Showing posts with label Galations. Show all posts
Showing posts with label Galations. Show all posts

Wednesday, April 03, 2013

Law and Grace (21) Guardian

Paul explained to the Galatians that parts of the Torah have been made redundant by the cross. As part of his teaching, he explains the purpose of the Torah. The covenant did not need law. God’s promise of the land was given to Abraham, 430 years before he gave the law.

The law, introduced 430 years later, does not set aside the covenant previously established by God and thus do away with the promise. For if the inheritance depends on the law, then it no longer depends on the promise; but God in his grace gave it to Abraham through a promise (Gal 3:17-18).
Abraham did not need law. He was leading a nomadic life in a large country with his family. His word was law in his household. As the patriarch of his family, he was responsible for sorting out all problems faced by his people. While they were in Egypt, the Israelites did not need a law, because they were fully controlled by Pharaoh and his slave masters. Once the moved into the land, they needed a justice system, so God gave them the law right on time.

Law was added because people were still sinful, despite being rescued from Egypt.
Why, then, was the law given at all? It was added because of transgressions until the Seed to whom the promise referred had come (Gal 3:19).
The promised seed is Jesus. Until he came, sin and transgressions would be a problem for any society of people living in close proximity to each. The law was added to deal with serious transgressions.
But Scripture has locked up all together under of sin (Gal 3:22).
The children of Israel were all locked up together in a small country and still prone to sin, so they needed the law to enable them to live together in peace. That was a huge blessing in the age before Jesus came.

Paul explains that the law was a guardian until Jesus came.
The law was our guardian until Christ came that we might be justified by faith. Now that this faith has come, we are no longer under a guardian (Gal 3:24-25).
The word guardian (paidagogos) is often translated as school master, but that it a bit misleading, because it gives the impression that the law was given to teach people how to be righteous.
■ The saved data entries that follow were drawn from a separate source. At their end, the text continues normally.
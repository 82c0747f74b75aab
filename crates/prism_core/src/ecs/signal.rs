//! # Signals
//!
//! Synchronous one-to-many callbacks. Used for system membership
//! notifications and, one signal per event type, by the event bus.
//!
//! ## Dispatch rules
//!
//! - `emit` runs every connected callback on the calling thread, in
//!   connection order, before returning.
//! - The slot list is snapshotted before dispatch. Callbacks may connect or
//!   disconnect slots while an emit is running: new slots start receiving on
//!   the next emit, disconnected slots are skipped immediately.
//! - A callback that is already running (an emit reached it again through
//!   reentrancy) is skipped and logged instead of deadlocking.
//!
//! ## Lifetime
//!
//! [`Connection`] holds only a weak link to its signal. Dropping the
//! connection disconnects the slot; dropping the signal first is also fine.

use std::sync::atomic::{AtomicBool, AtomicU64, Ordering};
use std::sync::{Arc, Weak};

use parking_lot::Mutex;

type Callback<P> = dyn FnMut(&P) + Send;

struct Slot<P> {
    id: u64,
    connected: AtomicBool,
    callback: Mutex<Box<Callback<P>>>,
}

struct SignalShared<P> {
    slots: Mutex<Vec<Arc<Slot<P>>>>,
    next_id: AtomicU64,
}

/// The part of a signal a [`Connection`] needs, independent of the payload type.
trait SlotOwner: Send + Sync {
    fn disconnect(&self, id: u64);
    fn is_connected(&self, id: u64) -> bool;
}

impl<P> SlotOwner for SignalShared<P> {
    fn disconnect(&self, id: u64) {
        let removed = {
            let mut slots = self.slots.lock();
            slots
                .iter()
                .position(|slot| slot.id == id)
                .map(|position| slots.remove(position))
        };
        // Dropped after the lock is released: the callback may own
        // connections to this same signal.
        if let Some(slot) = removed {
            slot.connected.store(false, Ordering::Release);
        }
    }

    fn is_connected(&self, id: u64) -> bool {
        self.slots.lock().iter().any(|slot| slot.id == id)
    }
}

/// A synchronous signal carrying payloads of type `P`.
pub struct Signal<P> {
    shared: Arc<SignalShared<P>>,
}

impl<P: 'static> Signal<P> {
    /// Creates a signal with no slots.
    #[must_use]
    pub fn new() -> Self {
        Self {
            shared: Arc::new(SignalShared {
                slots: Mutex::new(Vec::new()),
                next_id: AtomicU64::new(1),
            }),
        }
    }

    /// Connects `callback`. The slot stays connected until the returned
    /// [`Connection`] is dropped.
    pub fn connect<F>(&self, callback: F) -> Connection
    where
        F: FnMut(&P) + Send + 'static,
    {
        let id = self.shared.next_id.fetch_add(1, Ordering::Relaxed);
        let slot = Arc::new(Slot {
            id,
            connected: AtomicBool::new(true),
            callback: Mutex::new(Box::new(callback)),
        });
        self.shared.slots.lock().push(slot);

        let owner: Weak<dyn SlotOwner> = Arc::downgrade(&self.shared) as Weak<dyn SlotOwner>;
        Connection { id, owner }
    }

    /// Invokes every connected callback with `payload`. Returns how many ran.
    pub fn emit(&self, payload: &P) -> usize {
        let snapshot: Vec<Arc<Slot<P>>> = self.shared.slots.lock().clone();

        let mut delivered = 0;
        for slot in snapshot {
            if !slot.connected.load(Ordering::Acquire) {
                continue;
            }
            if let Some(mut callback) = slot.callback.try_lock() {
                (*callback)(payload);
                delivered += 1;
            } else {
                tracing::warn!(slot = slot.id, "skipping reentrant dispatch to a running callback");
            }
        }
        delivered
    }

    /// Number of connected slots.
    #[must_use]
    pub fn len(&self) -> usize {
        self.shared.slots.lock().len()
    }

    /// Returns `true` if nothing is connected.
    #[must_use]
    pub fn is_empty(&self) -> bool {
        self.len() == 0
    }
}

impl<P: 'static> Default for Signal<P> {
    fn default() -> Self {
        Self::new()
    }
}

/// Scoped handle to a connected slot. Dropping it disconnects the slot.
#[must_use = "dropping a Connection disconnects it immediately"]
pub struct Connection {
    id: u64,
    owner: Weak<dyn SlotOwner>,
}

impl Connection {
    /// Checks whether the slot is still connected to a live signal.
    #[must_use]
    pub fn is_connected(&self) -> bool {
        self.owner
            .upgrade()
            .map_or(false, |owner| owner.is_connected(self.id))
    }

    /// Disconnects now. Equivalent to dropping the handle.
    pub fn disconnect(self) {}
}

impl Drop for Connection {
    fn drop(&mut self) {
        if let Some(owner) = self.owner.upgrade() {
            owner.disconnect(self.id);
        }
    }
}

impl std::fmt::Debug for Connection {
    fn fmt(&self, f: &mut std::fmt::Formatter<'_>) -> std::fmt::Result {
        f.debug_struct("Connection")
            .field("id", &self.id)
            .field("connected", &self.is_connected())
            .finish()
    }
}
This is wrong, because the law cannot teach us about righteousness, because it does not even have a full list of personal sins.

The guardian was a servant responsible for taking a boy to school. They were charged with keeping the child safe until they got to where they were going. Their role was to protect the boy from trouble. This is a good analogy for what the law does. It protects people from the worst effects of sin until the time when Jesus has come to set people free from it. That guardian roles continues after the cross. A group of Christians living together in a community would not need the law, because love should overcome all conflicts, but those who do not believe in Jesus still need the law for protection from each other.

Tuesday, April 02, 2013

Law and Grace (20) Galatians

Most Christians assume that Paul’s letter to the Galatians dispatched the Torah to the rubbish dump, but that is not quite correct. Paul was actually concerned about the practices being imposed on the growing church.
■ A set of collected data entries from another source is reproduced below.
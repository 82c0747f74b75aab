//! # Coordinator
//!
//! The single facade over entities, components, systems and events. It owns
//! the lifecycle protocol, so callers never touch the managers directly for
//! mutation.
//!
//! ## Entity lifecycle
//!
//! ```text
//! FREE ──create──> LIVE(∅) ──add/remove*──> LIVE(S) ──destroy──> FREE
//!                  │                                  │
//!                  └─ EntityChanged::Created          └─ EntityChanged::Deleted
//! ```
//!
//! Destruction runs in a fixed order:
//! 1. validate the entity
//! 2. emit `Deleted` with the final signature
//! 3. purge every component named by the signature
//! 4. drop the entity from every system ("removed" fires for members)
//! 5. release the id
//!
//! ## Threading
//!
//! The coordinator is `Send` but not shared by itself. Wrap it with
//! [`Coordinator::into_shared`] to serialize every mutation behind one lock.

use std::collections::BTreeSet;
use std::sync::Arc;

use parking_lot::Mutex;

use super::component::{Component, ComponentManager};
use super::entity::{Entity, EntityManager};
use super::event::{Event, EventBus, Receiver};
use super::registry::{ComponentFamily, EventFamily, SystemFamily};
use super::signal::Connection;
use super::signature::Signature;
use super::storage::ComponentArray;
use super::system::{MembershipChange, System, SystemRegistry};
use crate::config::EcsConfig;
use crate::error::EcsResult;

/// What happened to an entity.
#[derive(Debug, Clone, Copy, PartialEq, Eq, Hash)]
pub enum EntityChangeKind {
    /// The entity was just created. Its signature is empty.
    Created,
    /// The entity is about to be torn down. Its components still exist.
    Deleted,
}

/// Built-in lifecycle event, registered by every coordinator.
#[derive(Debug, Clone, Copy, PartialEq, Eq)]
pub struct EntityChanged {
    /// The entity concerned.
    pub entity: Entity,
    /// Created or deleted.
    pub kind: EntityChangeKind,
    /// Signature at the time of the event; the final one for `Deleted`.
    pub signature: Signature,
}

impl Event for EntityChanged {}

/// A coordinator behind a single lock.
pub type SharedCoordinator = Arc<Mutex<Coordinator>>;

/// Facade composing the entity, component, system and event managers.
pub struct Coordinator {
    entities: EntityManager,
    components: ComponentManager,
    systems: SystemRegistry,
    events: EventBus,
    config: EcsConfig,
}

impl Coordinator {
    /// Builds a coordinator sized by `config` and registers [`EntityChanged`].
    ///
    /// # Errors
    ///
    /// [`EcsError::InvalidConfig`](crate::EcsError::InvalidConfig) if a limit
    /// is out of range.
    pub fn new(config: EcsConfig) -> EcsResult<Self> {
        config.validate()?;

        let mut events = EventBus::new(config.max_event_types);
        events.register::<EntityChanged>()?;

        tracing::debug!(
            max_entities = config.max_entities,
            max_component_types = config.max_component_types,
            preallocate = config.preallocate_components,
            "coordinator ready"
        );

        Ok(Self {
            entities: EntityManager::new(config.max_entities),
            components: ComponentManager::new(
                config.max_component_types,
                config.max_entities,
                config.preallocation(),
            ),
            systems: SystemRegistry::new(config.max_system_types),
            events,
            config,
        })
    }

    /// The configuration this coordinator was built with.
    #[inline]
    #[must_use]
    pub fn config(&self) -> &EcsConfig {
        &self.config
    }

    /// Moves the coordinator behind a lock for use from several threads.
    #[must_use]
    pub fn into_shared(self) -> SharedCoordinator {
        Arc::new(Mutex::new(self))
    }

    // ------------------------------------------------------------------
    // Entities
    // ------------------------------------------------------------------

    /// Creates an entity with an empty signature and emits
    /// [`EntityChangeKind::Created`].
    ///
    /// # Errors
    ///
    /// [`EcsError::EntityCapacityExceeded`](crate::EcsError::EntityCapacityExceeded)
    /// if every id is in use.
    pub fn create_entity(&mut self) -> EcsResult<Entity> {
        let entity = self.entities.create()?;
        self.events.emit(&EntityChanged {
            entity,
            kind: EntityChangeKind::Created,
            signature: Signature::EMPTY,
        })?;
        Ok(entity)
    }

    /// Destroys `entity` and everything attached to it.
    ///
    /// # Errors
    ///
    /// - [`EcsError::EntityOutOfRange`](crate::EcsError::EntityOutOfRange)
    /// - [`EcsError::EntityNotAlive`](crate::EcsError::EntityNotAlive) on
    ///   double destroy. Nothing is emitted in that case.
    pub fn destroy_entity(&mut self, entity: Entity) -> EcsResult<()> {
        let signature = self.entities.signature(entity)?;

        self.events.emit(&EntityChanged {
            entity,
            kind: EntityChangeKind::Deleted,
            signature,
        })?;
        self.components.entity_destroyed(entity, signature);
        self.systems.entity_destroyed(entity, signature);
        self.entities.destroy(entity)
    }

    /// Number of living entities.
    #[inline]
    #[must_use]
    pub fn living_count(&self) -> u32 {
        self.entities.living_count()
    }

    /// Checks whether `entity` is alive.
    #[inline]
    #[must_use]
    pub fn is_alive(&self, entity: Entity) -> bool {
        self.entities.is_alive(entity)
    }

    /// Living entities in id order.
    pub fn entities(&self) -> impl Iterator<Item = Entity> + '_ {
        self.entities.iter_alive()
    }

    /// The signature of a living entity.
    ///
    /// # Errors
    ///
    /// Same as [`Coordinator::destroy_entity`].
    pub fn signature(&self, entity: Entity) -> EcsResult<Signature> {
        self.entities.signature(entity)
    }

    // ------------------------------------------------------------------
    // Components
    // ------------------------------------------------------------------

    /// Registers `T` and returns its family.
    ///
    /// # Errors
    ///
    /// Double registration, or the component limit is reached.
    pub fn register_component<T: Component>(&mut self) -> EcsResult<ComponentFamily> {
        self.components.register::<T>()
    }

    /// The family of `T`.
    ///
    /// # Errors
    ///
    /// `T` is not registered.
    pub fn component_family<T: Component>(&self) -> EcsResult<ComponentFamily> {
        self.components.family_of::<T>()
    }

    /// Attaches `value` to `entity`, sets its signature bit and re-evaluates
    /// system membership.
    ///
    /// Returns `true` if the `T` array reallocated and moved every stored `T`.
    /// Never `true` for a preallocated array within its population.
    ///
    /// # Errors
    ///
    /// Dead entity, unregistered `T`, or `entity` already has a `T`. The
    /// entity is unchanged on error.
    pub fn add_component<T: Component>(&mut self, entity: Entity, value: T) -> EcsResult<bool> {
        self.entities.signature(entity)?;
        let family = self.components.family_of::<T>()?;
        let reallocated = self.components.add(entity, value)?;

        let signature = self.entities.update_signature(entity, family, true)?;
        self.systems.entity_signature_changed(entity, signature);
        Ok(reallocated)
    }

    /// Detaches and returns the `T` of `entity`, clears its signature bit and
    /// re-evaluates system membership.
    ///
    /// # Errors
    ///
    /// Dead entity, unregistered `T`, or `entity` has no `T`.
    pub fn remove_component<T: Component>(&mut self, entity: Entity) -> EcsResult<T> {
        self.entities.signature(entity)?;
        let family = self.components.family_of::<T>()?;
        let value = self.components.remove::<T>(entity)?;

        let signature = self.entities.update_signature(entity, family, false)?;
        self.systems.entity_signature_changed(entity, signature);
        Ok(value)
    }

    /// The `T` of `entity`.
    ///
    /// # Errors
    ///
    /// Dead entity, unregistered `T`, or `entity` has no `T`.
    pub fn get_component<T: Component>(&self, entity: Entity) -> EcsResult<&T> {
        self.entities.signature(entity)?;
        self.components.get::<T>(entity)
    }

    /// The `T` of `entity`, mutably.
    ///
    /// # Errors
    ///
    /// Same as [`Coordinator::get_component`].
    pub fn get_component_mut<T: Component>(&mut self, entity: Entity) -> EcsResult<&mut T> {
        self.entities.signature(entity)?;
        self.components.get_mut::<T>(entity)
    }

    /// Checks whether `entity` has a `T`. Dead entities and unregistered
    /// types report `false`.
    #[must_use]
    pub fn has_component<T: Component>(&self, entity: Entity) -> bool {
        self.entities.is_alive(entity) && self.components.has::<T>(entity)
    }

    /// Number of stored `T` values.
    ///
    /// # Errors
    ///
    /// `T` is not registered.
    pub fn component_count<T: Component>(&self) -> EcsResult<usize> {
        self.components.count::<T>()
    }

    /// The packed array of `T`.
    ///
    /// # Errors
    ///
    /// `T` is not registered.
    pub fn components<T: Component>(&self) -> EcsResult<&ComponentArray<T>> {
        self.components.array::<T>()
    }

    /// The packed array of `T`, mutably. Values may change; membership may not.
    ///
    /// # Errors
    ///
    /// `T` is not registered.
    pub fn components_mut<T: Component>(&mut self) -> EcsResult<&mut [T]> {
        Ok(self.components.array_mut::<T>()?.as_mut_slice())
    }

    /// The component manager, read-only.
    #[inline]
    #[must_use]
    pub fn component_manager(&self) -> &ComponentManager {
        &self.components
    }

    // ------------------------------------------------------------------
    // Systems
    // ------------------------------------------------------------------

    /// Registers `S` with its required signature.
    ///
    /// Living entities are not evaluated against a new system; register
    /// systems before populating the world.
    ///
    /// # Errors
    ///
    /// Double registration, or the system limit is reached.
    pub fn register_system<S: System>(&mut self, required: Signature) -> EcsResult<SystemFamily> {
        self.systems.register::<S>(required)
    }

    /// Replaces the required signature of `S` without re-evaluating members.
    ///
    /// # Errors
    ///
    /// `S` is not registered.
    pub fn set_system_signature<S: System>(&mut self, required: Signature) -> EcsResult<()> {
        self.systems.set_signature::<S>(required)
    }

    /// The required signature of `S`.
    ///
    /// # Errors
    ///
    /// `S` is not registered.
    pub fn system_signature<S: System>(&self) -> EcsResult<Signature> {
        self.systems.signature::<S>()
    }

    /// Entities currently matching `S`, in id order.
    ///
    /// # Errors
    ///
    /// `S` is not registered.
    pub fn system_entities<S: System>(&self) -> EcsResult<&BTreeSet<Entity>> {
        self.systems.entities::<S>()
    }

    /// Connects `callback` to the "added" notification of `S`.
    ///
    /// # Errors
    ///
    /// `S` is not registered.
    pub fn on_system_added<S, F>(&self, callback: F) -> EcsResult<Connection>
    where
        S: System,
        F: FnMut(&MembershipChange) + Send + 'static,
    {
        self.systems.on_added::<S, F>(callback)
    }

    /// Connects `callback` to the "removed" notification of `S`.
    ///
    /// # Errors
    ///
    /// `S` is not registered.
    pub fn on_system_removed<S, F>(&self, callback: F) -> EcsResult<Connection>
    where
        S: System,
        F: FnMut(&MembershipChange) + Send + 'static,
    {
        self.systems.on_removed::<S, F>(callback)
    }

    /// The system registry, read-only.
    #[inline]
    #[must_use]
    pub fn system_registry(&self) -> &SystemRegistry {
        &self.systems
    }

    // ------------------------------------------------------------------
    // Events
    // ------------------------------------------------------------------

    /// Registers `E`.
    ///
    /// # Errors
    ///
    /// Double registration, or the event limit is reached.
    pub fn register_event<E: Event>(&mut self) -> EcsResult<EventFamily> {
        self.events.register::<E>()
    }

    /// Subscribes `receiver` to `E`.
    ///
    /// # Errors
    ///
    /// `E` is not registered, or `receiver` is already subscribed.
    pub fn subscribe<E, F>(&self, receiver: &mut Receiver, callback: F) -> EcsResult<()>
    where
        E: Event,
        F: FnMut(&E) + Send + 'static,
    {
        self.events.subscribe::<E, F>(receiver, callback)
    }

    /// Removes the subscription of `receiver` to `E`.
    ///
    /// # Errors
    ///
    /// `E` is not registered, or `receiver` is not subscribed to it.
    pub fn unsubscribe<E: Event>(&self, receiver: &mut Receiver) -> EcsResult<()> {
        self.events.unsubscribe::<E>(receiver)
    }

    /// Delivers `event` to every subscriber of `E`. Returns how many ran.
    ///
    /// # Errors
    ///
    /// `E` is not registered.
    pub fn emit<E: Event>(&self, event: &E) -> EcsResult<usize> {
        self.events.emit(event)
    }

    /// Number of receivers subscribed to any event.
    #[must_use]
    pub fn total_connected_receivers(&self) -> usize {
        self.events.total_connected_receivers()
    }

    /// Number of registered event types, [`EntityChanged`] included.
    #[must_use]
    pub fn total_events(&self) -> usize {
        self.events.total_events()
    }

    /// The event bus, read-only.
    #[inline]
    #[must_use]
    pub fn event_bus(&self) -> &EventBus {
        &self.events
    }
}

impl Default for Coordinator {
    fn default() -> Self {
        Self::new(EcsConfig::default()).expect("default configuration is valid")
    }
}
When I saw that they were not acting in line with the truth of the gospel, I said to Cephas in front of them all, “…How is it, then, that you force Gentiles to follow Jewish customs (Gal 2:14).
He was worried that Gentiles were being forced to take on Jewish customs. He called this “judaising”. The most worrying custom was circumcision.
He began to draw back and separate himself from the Gentiles because he was afraid of those who belonged to the circumcision group (Gal 2:12).

Eating with Gentiles was another concern, although the law did not forbid it, just as it did not command circumcision. Most of the Jewish customs that concerned Paul were not even in the law. The other big burden was the sabbath and the feasts that had been fulfilled by Jesus and were no longer relevant.
You are observing special days and months and seasons and years (Gal 4:10).
Paul reminded the Galatians that they have received the righteousness of God through faith in Jesus. They were not to go back to things that were cultural markers to distinguish Israel from the other nations, because they had never been able to make a person righteous. He explains that a person cannot be made righteous by keeping laws or complying with rules.
We who are Jews by birth and not sinful Gentiles know that a person is not justified by the works of the law, but by faith in Jesus Christ. So we, too, have put our faith in Christ Jesus that we may be justified by faith in Christ and not by the works of the law, because by the works of the law no one will be justified (Gal 2:15-16).
Paul claimed that all real Jews knew this. They understood that human effort (works) to fulfil the standard of the law could not make them righteous. The Gentiles who do not understand the purpose of the law did not know this.

The conflict is not between faith and law, as many Christians claim, but between faith and “works of laws” (ergon nomos). Law and faith are not in conflict, because they have completely different purposes. Works of law are a distortion of the law, and false substitute for faith. Those relying on works of law are under a curse.
All who rely on the works of the law are under a curse (Gal 3:10).
Efforts to earn righteousness by works of law come from the flesh.
Are you now trying to finish by means of the flesh (Gal 3:3)?
The flesh is the sinful human nature. The idea that a person can do things to put things right with God by human effort or works is an affront to God and a serious sin whether they are part of the law, or just the traditions of men (Gal 3:21).